Racconta Antonio « In
mezzo a quel trambusto riuscii a rialzarmi e cominciai a
chiedere aiuto a un vicino il quale ha la sua casa su di un
poggio di fronte alla nostra “Corri, corri ci sono i ladri”
gridai al mio dirimpettaio e lui rispose “Adesso vengo”, ma
poi non venne e lo udii esplodere di lontano un colpo di
fucile. Poco dopo accorsero altri vicini armati di fucili e
forconi...»
Il giorno seguente i
Carabinieri di Tortoreto dando seguito a voci pubbliche
arrestarono un ragazzo, quello stesso dodicenne che aveva
preso parte alla vicenda e che confessò tutto ciò che sapeva.

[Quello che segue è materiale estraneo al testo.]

use std::path::{Path, PathBuf};

use notify::{Event, EventKind, RecommendedWatcher, RecursiveMode, Watcher};
use tokio::sync::mpsc;
use tracing::warn;

use crate::error::Result;

/// File change event type.
#[derive(Debug, Clone, PartialEq, Eq)]
pub enum FileChange {
    Modified(PathBuf),
    Created(PathBuf),
    Removed(PathBuf),
}

impl FileChange {
    /// Get the path affected by this change.
    pub fn path(&self) -> &Path {
        match self {
            FileChange::Modified(p) | FileChange::Created(p) | FileChange::Removed(p) => p,
        }
    }

    fn from_event(kind: &EventKind, path: PathBuf) -> Option<Self> {
        match kind {
            EventKind::Create(_) => Some(FileChange::Created(path)),
            EventKind::Modify(_) => Some(FileChange::Modified(path)),
            EventKind::Remove(_) => Some(FileChange::Removed(path)),
            _ => None,
        }
    }
}

/// Recursive watcher over the project root.
///
/// Events are forwarded unfiltered; filtering happens in the rebuild loop.
/// The watcher stops when this value is dropped.
pub struct FileWatcher {
    _watcher: RecommendedWatcher,
    root: PathBuf,
}

impl FileWatcher {
    /// Start watching `root` recursively.
    ///
    /// Returns the watcher and the receiving end of its event channel.
    pub fn new(root: impl Into<PathBuf>) -> Result<(Self, mpsc::UnboundedReceiver<FileChange>)> {
        let root = root.into();
        let (tx, rx) = mpsc::unbounded_channel();

        let mut watcher = notify::recommended_watcher(move |res: notify::Result<Event>| {
            let event = match res {
                Ok(event) => event,
                Err(e) => {
                    warn!(error = %e, "file watcher error");
                    return;
                }
            };

            for path in event.paths {
                if let Some(change) = FileChange::from_event(&event.kind, path) {
                    // Receiver gone means watch mode is shutting down.
                    let _ = tx.send(change);
                }
            }
        })?;

        watcher.watch(&root, RecursiveMode::Recursive)?;

        Ok((
            Self {
                _watcher: watcher,
                root,
            },
            rx,
        ))
    }

    /// Get the root directory being watched.
    pub fn root(&self) -> &Path {
        &self.root
    }
}
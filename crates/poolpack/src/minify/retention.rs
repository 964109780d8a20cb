//! Comment retention rules.

use regex::Regex;

use crate::error::ConfigError;

/// Decides whether a single source comment survives minification.
///
/// A comment is retained when it matches the license marker, unless it also
/// contains every template marker. The second clause drops the unrendered
/// license template that ships inside the worker source: it still carries
/// the literal date and version placeholders next to the output file name,
/// while the rendered banner carries none of the placeholders.
#[derive(Debug, Clone)]
pub struct RetentionPredicate {
    license: Regex,
    template_markers: Vec<String>,
}

impl RetentionPredicate {
    /// Build a predicate.
    ///
    /// `template_markers` are matched literally. An empty list disables the
    /// template exclusion.
    pub fn new<I, S>(license_marker: &str, template_markers: I) -> Result<Self, ConfigError>
    where
        I: IntoIterator<Item = S>,
        S: Into<String>,
    {
        let license = Regex::new(license_marker).map_err(|e| ConfigError::InvalidPattern {
            pattern: license_marker.to_string(),
            reason: e.to_string(),
        })?;

        Ok(Self {
            license,
            template_markers: template_markers
                .into_iter()
                .map(Into::into)
                .filter(|m: &String| !m.is_empty())
                .collect(),
        })
    }

    pub fn retains(&self, comment: &str) -> bool {
        self.license.is_match(comment) && !self.is_unrendered_template(comment)
    }

    fn is_unrendered_template(&self, comment: &str) -> bool {
        !self.template_markers.is_empty()
            && self
                .template_markers
                .iter()
                .all(|marker| comment.contains(marker.as_str()))
    }
}

/// Comment handling for one minification.
#[derive(Debug, Clone, Default)]
pub enum CommentPolicy {
    /// Strip every comment.
    #[default]
    DropAll,
    /// Keep the comments the predicate retains.
    Retain(RetentionPredicate),
}

impl CommentPolicy {
    pub fn keeps(&self, comment: &str) -> bool {
        match self {
            CommentPolicy::DropAll => false,
            CommentPolicy::Retain(predicate) => predicate.retains(comment),
        }
    }
}
//! Minifier adapter.
//!
//! Minification is used twice per run: once on the worker bundle before it is
//! embedded (no comments, no source map) and once on the main bundle (license
//! comments kept, source map emitted). Both go through the [`Minifier`]
//! trait. [`OxcMinifier`] is the production implementation.

mod oxc;
mod retention;

pub use self::oxc::OxcMinifier;
pub use self::retention::{CommentPolicy, RetentionPredicate};

use async_trait::async_trait;
use thiserror::Error;

/// Options for one minification.
#[derive(Debug, Clone)]
pub struct MinifyOptions {
    pub comments: CommentPolicy,
    /// File name recorded in the source map. `None` skips the map.
    pub source_map: Option<String>,
    pub compress: bool,
    pub mangle: bool,
}

impl Default for MinifyOptions {
    fn default() -> Self {
        Self {
            comments: CommentPolicy::DropAll,
            source_map: None,
            compress: true,
            mangle: true,
        }
    }
}

impl MinifyOptions {
    pub fn with_comments(mut self, comments: CommentPolicy) -> Self {
        self.comments = comments;
        self
    }

    pub fn with_source_map(mut self, file: impl Into<String>) -> Self {
        self.source_map = Some(file.into());
        self
    }
}

/// Minified code and, if requested, its source map as JSON.
#[derive(Debug, Clone, PartialEq, Eq)]
pub struct MinifyOutput {
    pub code: String,
    pub map: Option<String>,
}

/// Minification failures. Every one of them is fatal to the pipeline.
#[derive(Debug, Error)]
pub enum MinifyError {
    #[error("Failed to parse input: {message}")]
    Parse { message: String },

    #[error("Failed to produce source map: {0}")]
    SourceMap(String),

    #[error("Minifier task failed: {0}")]
    Join(String),
}

/// Capability to minify JavaScript.
#[async_trait]
pub trait Minifier: Send + Sync {
    async fn minify(&self, source: &str, options: &MinifyOptions)
    -> Result<MinifyOutput, MinifyError>;
}

/// Append the trailing source map reference to minified code.
pub fn append_source_map_reference(code: &str, map_file: &str) -> String {
    format!("{code}\n//# sourceMappingURL={map_file}")
}
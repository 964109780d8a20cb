//! Logging setup for the poolpack CLI.
//!
//! The library reports progress through `tracing`; this module installs the
//! subscriber that prints it.
//!
//! # Example
//!
//! ```rust,no_run
//! use poolpack_cli::logger::init_logger;
//! use tracing::info;
//!
//! init_logger(false, false, false);
//! info!("Starting build");
//! ```

use tracing_subscriber::{EnvFilter, fmt, layer::SubscriberExt, util::SubscriberInitExt};

/// Initialize the tracing subscriber.
///
/// The filter is chosen in this order:
/// 1. `--verbose`: DEBUG for the poolpack crates
/// 2. `--quiet`: ERROR only
/// 3. `RUST_LOG`, when set
/// 4. INFO for the poolpack crates
pub fn init_logger(verbose: bool, quiet: bool, no_color: bool) {
    init_logger_with_filter(filter_for(verbose, quiet), no_color);
}

/// Initialize logger with a custom environment filter.
pub fn init_logger_with_filter(filter: EnvFilter, no_color: bool) {
    let fmt_layer = fmt::layer()
        .with_target(false)
        .with_level(true)
        .with_ansi(!no_color && should_use_colors())
        .with_writer(std::io::stderr)
        .compact();

    tracing_subscriber::registry()
        .with(filter)
        .with(fmt_layer)
        .init();
}

fn filter_for(verbose: bool, quiet: bool) -> EnvFilter {
    if verbose {
        EnvFilter::new("poolpack=debug,poolpack_cli=debug")
    } else if quiet {
        EnvFilter::new("poolpack=error,poolpack_cli=error")
    } else {
        EnvFilter::try_from_default_env()
            .unwrap_or_else(|_| EnvFilter::new("poolpack=info,poolpack_cli=info"))
    }
}

/// Check if colored output should be enabled.
///
/// `NO_COLOR` disables colors, `FORCE_COLOR` forces them even when stderr
/// is not a terminal.
pub fn should_use_colors() -> bool {
    if std::env::var("NO_COLOR").is_ok() {
        return false;
    }

    if std::env::var("FORCE_COLOR").is_ok() {
        return true;
    }

    console::Term::stderr().features().colors_supported()
}
use async_trait::async_trait;
use tokio::sync::mpsc::UnboundedReceiver;
use tracing::{debug, error, info, warn};

use super::{FileChange, WatchFilter};
use crate::error::Result;
use crate::task::RunReport;

/// Something the watch loop can rerun.
#[async_trait]
pub trait Rebuild: Send + Sync {
    async fn rebuild(&self) -> Result<RunReport>;
}

/// Serializes rebuilds triggered by file changes.
pub struct RebuildLoop {
    filter: WatchFilter,
}

impl RebuildLoop {
    pub fn new(filter: WatchFilter) -> Self {
        Self { filter }
    }

    pub fn filter(&self) -> &WatchFilter {
        &self.filter
    }

    /// Consume `changes` until the channel closes.
    ///
    /// Each relevant change starts a rebuild. The next rebuild starts only
    /// after the current one has finished; any number of relevant changes
    /// received in the meantime yields exactly one follow-up rebuild. Failed
    /// rebuilds are logged and the loop keeps listening.
    ///
    /// Returns the number of rebuilds performed.
    pub async fn run<R>(&self, mut changes: UnboundedReceiver<FileChange>, target: &R) -> usize
    where
        R: Rebuild + ?Sized,
    {
        let mut runs = 0;

        while let Some(change) = changes.recv().await {
            if !self.is_relevant(&change) {
                continue;
            }
            info!(path = %change.path().display(), "change detected, rebuilding");

            loop {
                self.rebuild_once(target).await;
                runs += 1;

                let mut queued = 0usize;
                while let Ok(change) = changes.try_recv() {
                    if self.is_relevant(&change) {
                        queued += 1;
                    }
                }
                if queued == 0 {
                    break;
                }
                info!(changes = queued, "changed during rebuild, rebuilding again");
            }
        }

        runs
    }

    fn is_relevant(&self, change: &FileChange) -> bool {
        let relevant = self.filter.matches(change.path());
        if !relevant {
            debug!(path = %change.path().display(), "ignoring change");
        }
        relevant
    }

    async fn rebuild_once<R>(&self, target: &R)
    where
        R: Rebuild + ?Sized,
    {
        match target.rebuild().await {
            Ok(report) if report.is_success() => {
                if !report.warnings.is_empty() {
                    warn!(warnings = report.warnings.len(), "rebuild finished with warnings");
                }
            }
            Ok(report) => {
                if let Some(failure) = &report.failure {
                    error!(
                        task = %failure.task,
                        error = %failure.error,
                        "rebuild failed, waiting for changes"
                    );
                }
            }
            Err(e) => error!(error = %e, "rebuild failed, waiting for changes"),
        }
    }
}
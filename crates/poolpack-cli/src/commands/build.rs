//! Build command implementation.

use crate::cli::ProjectArgs;
use crate::commands::utils;
use crate::error::Result;
use crate::ui;

/// Run the default pipeline once.
pub async fn execute(project: &ProjectArgs) -> Result<()> {
    let pipeline = utils::load_pipeline(project)?;
    ui::info(&format!("Building {}", pipeline.config().root.display()));

    let report = pipeline.run_default().await?;
    utils::report_run(&report)?;

    ui::print_artifact_summary(&utils::artifacts(pipeline.config()));
    Ok(())
}
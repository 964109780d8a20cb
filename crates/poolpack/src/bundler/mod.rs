//! Module bundler adapter.
//!
//! The pipeline bundles two entry points per run. Bundling itself is a black
//! box behind the [`Bundler`] trait; [`RolldownBundler`] is the production
//! implementation. Writing the artifact to disk is left to the caller, which
//! treats write failures differently from bundling failures.

mod rolldown;

pub use self::rolldown::RolldownBundler;

use std::path::PathBuf;

use async_trait::async_trait;
use thiserror::Error;

use crate::banner::Banner;
use crate::entry::EntryPoint;

/// Output of one bundler invocation.
#[derive(Debug, Clone, PartialEq, Eq)]
pub struct BundleArtifact {
    /// Where the artifact belongs on disk.
    pub path: PathBuf,
    pub code: String,
}

impl BundleArtifact {
    pub fn new(path: impl Into<PathBuf>, code: impl Into<String>) -> Self {
        Self {
            path: path.into(),
            code: code.into(),
        }
    }
}

/// Bundling failures.
#[derive(Debug, Error)]
pub enum BundleError {
    /// The bundler reported errors for the entry.
    #[error("Failed to bundle '{entry}': {message}")]
    Build { entry: String, message: String },

    /// The bundler finished without producing an entry chunk.
    #[error("Bundler produced no entry chunk for '{entry}'")]
    NoOutput { entry: String },
}

impl BundleError {
    pub fn build(entry: &EntryPoint, error: &dyn std::fmt::Debug) -> Self {
        BundleError::Build {
            entry: entry.name.clone(),
            message: format!("{error:?}"),
        }
    }
}

/// Capability to turn an entry point into a bundle.
///
/// Implementations must prepend `banner`, when given, verbatim to the output
/// so that minification later sees it as the first comment.
#[async_trait]
pub trait Bundler: Send + Sync {
    async fn bundle(
        &self,
        entry: &EntryPoint,
        banner: Option<&Banner>,
    ) -> Result<BundleArtifact, BundleError>;
}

Il ragazzo fu invitato a fare i nomi di coloro che avevano
partecipato all'assalto al casolare, molti dei quali non potè
riconoscere a causa dell'oscurità, ma tra quelli che menzionò
pare ce ne fossero almeno un paio di coloro che poi erano
accorsi in aiuto dei D'Angelo. La vicenda non ebbe conseguenze
giudiziarie gravi per nessuna delle persone sospettate poiché
furono tutti scagionati per insufficienza di prove. Solo il
povero Bernardo D'Angelo ne patì le conseguenze dovendo subire
un lungo ricovero ospedaliero durato 186 giorni di cui parte
tra la vita e la morte, al termine del quale non fu più lo
stesso uomo. Lui che dicevano fosse il più bello dei Crevì,
che dicevano fosse il più forte e che pure si rivelò tra i più
coraggiosi, si ritirò dalla vita sociale conducendo per il
resto dei suoi giorni un'esistenza eremitica, tra quella casa
dove era nato e aveva rischiato di morire, e il Vibrata dove
andava a pescare e a spaventare, senza volerlo, le ignare
avventrici con le sue stranezze. Non si è mai saputo chi gli
abbia sparato. Tuttavia alcuni discendenti dei D'Angelo dicono
che fosse un noto ladro della zona, un tale che i Carabinieri
dell'epoca descrivono come un tipo “taciturno, poco amante del
lavoro e nottambulo”. Altri invece riferiscono che fosse una
persona nullafacente ma per bene, che frequentava la casa dei
Crevì. Il ragazzo dal canto suo fece due nomi, il primo, si
disse, estorto sotto torchio dai Carabinieri e il secondo, più
spontaneamente, nelle confidenze fatte a un coetaneo. In
entrambi i casi si trattava di vicini di casa dei Crevì
nullatenenti, ma incensurati. Anche Bernardo riferì un
indizio, l'unico indizio che abbiamo sullo sconosciuto
feritore. Mentre quest'ultimo esplodeva i colpi che lo
avrebbero gravemente offeso, per un frangente la vampata
dell'arma illuminò la stanza di quella notte buia e senza luna
e apparve la sagoma di un uomo “aitante della persona”, come
egli stesso lo descrisse, prima che l'oscurità inghiottisse
per sempre l'identità del colpevole."